Alexandra Takounda

Personal information
- Full name: Alexandra Takounda Engolo
- Date of birth: 7 July 2000 (age 26)
- Place of birth: Cameroon
- Height: 1.72 m (5 ft 7+1⁄2 in)
- Position: Forward

Senior career*
- Years: Team / Apps / (Gls)
- Éclair
- 2021: Djurgården / 16 / (0)
- 2022-2023: Hamburger SV / 2 / (1)
- 2023–2025: Beylerbeyi / 13 / (6)
- 2025: Fatih Vatan / 7 / (1)
- 2025–2026: Giresun Sanayispor / 5 / (0)

International career^{‡}
- 2016: Cameroon U17 / 2 / (1)
- 2019–: Cameroon / 3 / (0)

= Alexandra Takounda =

Cameroonian footballer (born 2000)

Alexandra Takounda Engolo (born 7 July 2000), known as Alexandra Takounda, is a Cameroonian football forward who have plays for the Cameroon women's national team.
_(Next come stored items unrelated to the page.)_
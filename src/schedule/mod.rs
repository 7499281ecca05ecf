//! Calendar scheduling for payroll batches.
//!
//! Cadence matching is a pure function of time ([`due_cadences`]), so the
//! trigger logic is tested without waiting on real calendar moments; the
//! [`PayrollScheduler`] is a thin shell that polls the clock and dispatches
//! batches.

mod cadence;
mod scheduler;

pub use cadence::{CadenceTracker, due_cadences, period_start};
pub use scheduler::{PayrollScheduler, SchedulerHandle};
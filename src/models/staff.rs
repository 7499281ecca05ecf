//! Staff model and pay frequency types.
//!
//! This module defines the [`Staff`] record as the external staff directory
//! stores it, and the [`PayFrequency`] enum that partitions the staff
//! population for batch purposes.

use serde::{Deserialize, Serialize};
use std::fmt;

/// The cadence at which a staff member is paid.
///
/// Every staff member has exactly one pay frequency, so the three batch
/// partitions never overlap even when their calendar triggers coincide.
#[derive(Debug, Clone, Copy, PartialEq, Eq, Hash, Serialize, Deserialize)]
#[serde(rename_all = "SCREAMING_SNAKE_CASE")]
pub enum PayFrequency {
    /// Paid once per month.
    Monthly,
    /// Paid every week.
    Weekly,
    /// Paid every two weeks.
    Biweekly,
}

impl PayFrequency {
    /// All pay frequencies, in no particular order.
    pub const ALL: [PayFrequency; 3] = [
        PayFrequency::Monthly,
        PayFrequency::Weekly,
        PayFrequency::Biweekly,
    ];
}

impl fmt::Display for PayFrequency {
    fn fmt(&self, f: &mut fmt::Formatter<'_>) -> fmt::Result {
        match self {
            PayFrequency::Monthly => write!(f, "monthly"),
            PayFrequency::Weekly => write!(f, "weekly"),
            PayFrequency::Biweekly => write!(f, "biweekly"),
        }
    }
}

/// A staff record as held by the external staff directory.
///
/// Compensation fields are kept as the raw decimal strings the directory
/// stores; they are parsed and validated by the payroll calculator, not at
/// deserialization time. The directory owns the staff lifecycle; this crate
/// only reads these records.
///
/// # Example
///
/// ```
/// use payroll_engine::models::{PayFrequency, Staff};
///
/// let staff = Staff {
///     id: "s1".to_string(),
///     name: "Ada Okafor".to_string(),
///     pay_frequency: PayFrequency::Monthly,
///     salary: "3000".to_string(),
///     allowances: Some("200".to_string()),
///     deductions: Some("150".to_string()),
/// };
/// assert_eq!(staff.pay_frequency, PayFrequency::Monthly);
/// ```
#[derive(Debug, Clone, PartialEq, Eq, Serialize, Deserialize)]
#[serde(rename_all = "camelCase")]
pub struct Staff {
    /// Unique identifier for the staff member.
    pub id: String,
    /// Display name.
    pub name: String,
    /// The cadence at which this staff member is paid.
    pub pay_frequency: PayFrequency,
    /// Base compensation as a decimal string.
    pub salary: String,
    /// Optional decimal-string addend; absent means zero.
    #[serde(default)]
    pub allowances: Option<String>,
    /// Optional decimal-string subtrahend; absent means zero.
    #[serde(default)]
    pub deductions: Option<String>,
}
Takounda joined Djurgårdens IF for the 2021 season. She left after one season.

==International career==
Takounda represented Cameroon at the 2016 FIFA U-17 Women's World Cup and FIFA World Cup France 2019 where she played her first game in a 2:0 win over New Zealand.